LISTED RECORDS:

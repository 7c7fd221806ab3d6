//! Serve command - runs the HTTP API

use std::net::SocketAddr;

use tokio::net::TcpListener;
use tokio::signal;
use tracing::{error, info};

use crate::api::create_router;
use crate::config::AppConfig;
use crate::infrastructure::logging;

/// Run the API server until Ctrl+C or SIGTERM
pub async fn run() -> anyhow::Result<()> {
    dotenvy::dotenv().ok();

    let config = AppConfig::load()?;
    logging::init_logging(&config.logging);

    let state = crate::create_app_state_with_config(&config)
        .await
        .inspect_err(|e| error!(error = %e, "Failed to initialize application state"))?;
    let app = create_router(state);

    let addr = build_socket_addr(&config)?;
    info!("Starting API server on {}", addr);

    let listener = TcpListener::bind(addr).await?;

    axum::serve(listener, app)
        .with_graceful_shutdown(shutdown_signal())
        .await?;

    info!("API server shutdown complete");

    Ok(())
}

async fn shutdown_signal() {
    let ctrl_c = async {
        if let Err(e) = signal::ctrl_c().await {
            error!(error = %e, "Failed to listen for Ctrl+C");
            std::future::pending::<()>().await;
        }
    };

    #[cfg(unix)]
    let terminate = async {
        match signal::unix::signal(signal::unix::SignalKind::terminate()) {
            Ok(mut stream) => {
                stream.recv().await;
            }
            Err(e) => {
                error!(error = %e, "Failed to install SIGTERM handler");
                std::future::pending::<()>().await;
            }
        }
    };

    #[cfg(not(unix))]
    let terminate = std::future::pending::<()>();

    tokio::select! {
        _ = ctrl_c => {
            info!("Received Ctrl+C, initiating graceful shutdown");
        }
        _ = terminate => {
            info!("Received SIGTERM, initiating graceful shutdown");
        }
    }
}

fn build_socket_addr(config: &AppConfig) -> anyhow::Result<SocketAddr> {
    Ok(SocketAddr::from((
        config.server.host.parse::<std::net::IpAddr>()?,
        config.server.port,
    )))
}
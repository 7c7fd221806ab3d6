//! Token claims

use chrono::{DateTime, Duration, Utc};
use serde::{Deserialize, Serialize};

use crate::domain::identity::{IdentityId, Role};

/// Signed payload of a bearer token
///
/// Fixed shape: decoding rejects unknown fields and fails on any missing one.
#[derive(Debug, Clone, PartialEq, Eq, Serialize, Deserialize)]
#[serde(deny_unknown_fields)]
pub struct Claims {
    /// Subject identity
    pub id: IdentityId,
    /// Role recorded for the subject at issuance
    pub role: Role,
    /// Issuing application name
    pub iss: String,
    /// Expiration timestamp (Unix seconds)
    pub exp: i64,
}

impl Claims {
    pub fn new(
        id: IdentityId,
        role: Role,
        issuer: impl Into<String>,
        now: DateTime<Utc>,
        ttl: Duration,
    ) -> Self {
        Self {
            id,
            role,
            iss: issuer.into(),
            exp: (now + ttl).timestamp(),
        }
    }

    pub fn identity(&self) -> AuthenticatedIdentity {
        AuthenticatedIdentity {
            id: self.id,
            role: self.role,
        }
    }
}

/// Verified caller, as forwarded by the role gate to downstream handlers
#[derive(Debug, Clone, Copy, PartialEq, Eq, Serialize)]
pub struct AuthenticatedIdentity {
    pub id: IdentityId,
    pub role: Role,
}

PROBLEM: Across all lines of the data above, count those that contain the word "SocketAddr", giving the number without further comment.

REPLY: 3